Material to process START

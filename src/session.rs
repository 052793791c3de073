//! # Session
//!
//! Wires one radio to the full stack: event bus, connection manager, status
//! poller and print pipeline, all sharing a single configuration.
//!
//! ```no_run
//! use std::sync::Arc;
//! use braillink::{BraillinkConfig, Session};
//! use braillink::device::simulated::SimulatedRadio;
//!
//! # async fn demo() -> braillink::Result<()> {
//! let session = Session::new(Arc::new(SimulatedRadio::reference()), BraillinkConfig::default());
//! let found = session.manager().scan(session.config().discovery.scan_timeout()).await?;
//! session.manager().connect(&found.devices[0].id).await?;
//!
//! let mut job = session.submit_print_request_text("Hello 42")?;
//! println!("{:?}", job.wait().await);
//! # Ok(())
//! # }
//! ```

use std::sync::Arc;

use tokio::sync::broadcast;
use tokio::task::JoinHandle;
use tokio_util::sync::CancellationToken;

use crate::braille::DotCell;
use crate::config::BraillinkConfig;
use crate::device::{ConnectionManager, Radio};
use crate::error::Result;
use crate::events::{Event, EventBus};
use crate::job::{JobHandle, PrintPipeline};
use crate::pairing::PairingStore;
use crate::status::StatusPoller;

pub struct Session {
    config: BraillinkConfig,
    events: EventBus,
    manager: Arc<ConnectionManager>,
    poller: Arc<StatusPoller>,
    pipeline: PrintPipeline,
    polling: CancellationToken,
}

impl Session {
    /// Build a session. Must be called inside a Tokio runtime.
    pub fn new(radio: Arc<dyn Radio>, config: BraillinkConfig) -> Self {
        Self::build(ConnectionManager::new(
            radio,
            config.discovery.clone(),
            EventBus::new(config.events.capacity),
        ), config)
    }

    /// Build a session that records connections for `user`.
    pub fn with_pairing_store(
        radio: Arc<dyn Radio>,
        config: BraillinkConfig,
        store: Arc<dyn PairingStore>,
        user: impl Into<String>,
    ) -> Self {
        let manager = ConnectionManager::new(
            radio,
            config.discovery.clone(),
            EventBus::new(config.events.capacity),
        )
        .with_pairing_store(store, user);
        Self::build(manager, config)
    }

    fn build(manager: ConnectionManager, config: BraillinkConfig) -> Self {
        let events = manager.events().clone();
        let manager = Arc::new(manager);
        let poller = Arc::new(StatusPoller::new(
            Arc::clone(&manager),
            events.clone(),
            config.status.clone(),
        ));
        let pipeline = PrintPipeline::new(
            Arc::clone(&manager),
            Some(Arc::clone(&poller)),
            events.clone(),
            config.link.clone(),
            config.jobs.clone(),
        );
        Self {
            config,
            events,
            manager,
            poller,
            pipeline,
            polling: CancellationToken::new(),
        }
    }

    pub fn config(&self) -> &BraillinkConfig {
        &self.config
    }

    pub fn manager(&self) -> &Arc<ConnectionManager> {
        &self.manager
    }

    pub fn poller(&self) -> &Arc<StatusPoller> {
        &self.poller
    }

    pub fn pipeline(&self) -> &PrintPipeline {
        &self.pipeline
    }

    pub fn subscribe(&self) -> broadcast::Receiver<Event> {
        self.events.subscribe()
    }

    /// Translate `text` and queue it for the connected device.
    pub fn submit_print_request_text(&self, text: &str) -> Result<JobHandle> {
        self.pipeline.submit_text(text)
    }

    /// Queue pre-translated cells for the connected device.
    pub fn submit_print_request_cells(&self, cells: Vec<DotCell>) -> Result<JobHandle> {
        self.pipeline.submit_cells(cells)
    }

    /// Start background status polling at the configured interval. Stops
    /// when the session is dropped.
    pub fn start_polling(&self) -> JoinHandle<()> {
        Arc::clone(&self.poller).spawn_polling(
            self.config.status.poll_interval(),
            self.polling.child_token(),
        )
    }
}

impl Drop for Session {
    fn drop(&mut self) {
        self.polling.cancel();
    }
}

Material to process END

Problem description — The lines to show are those in the data above that include "events".

Written answer —
use crate::events::{Event, EventBus};
    events: EventBus,
            EventBus::new(config.events.capacity),
            EventBus::new(config.events.capacity),
        let events = manager.events().clone();
            events.clone(),
            events.clone(),
            events,
        self.events.subscribe()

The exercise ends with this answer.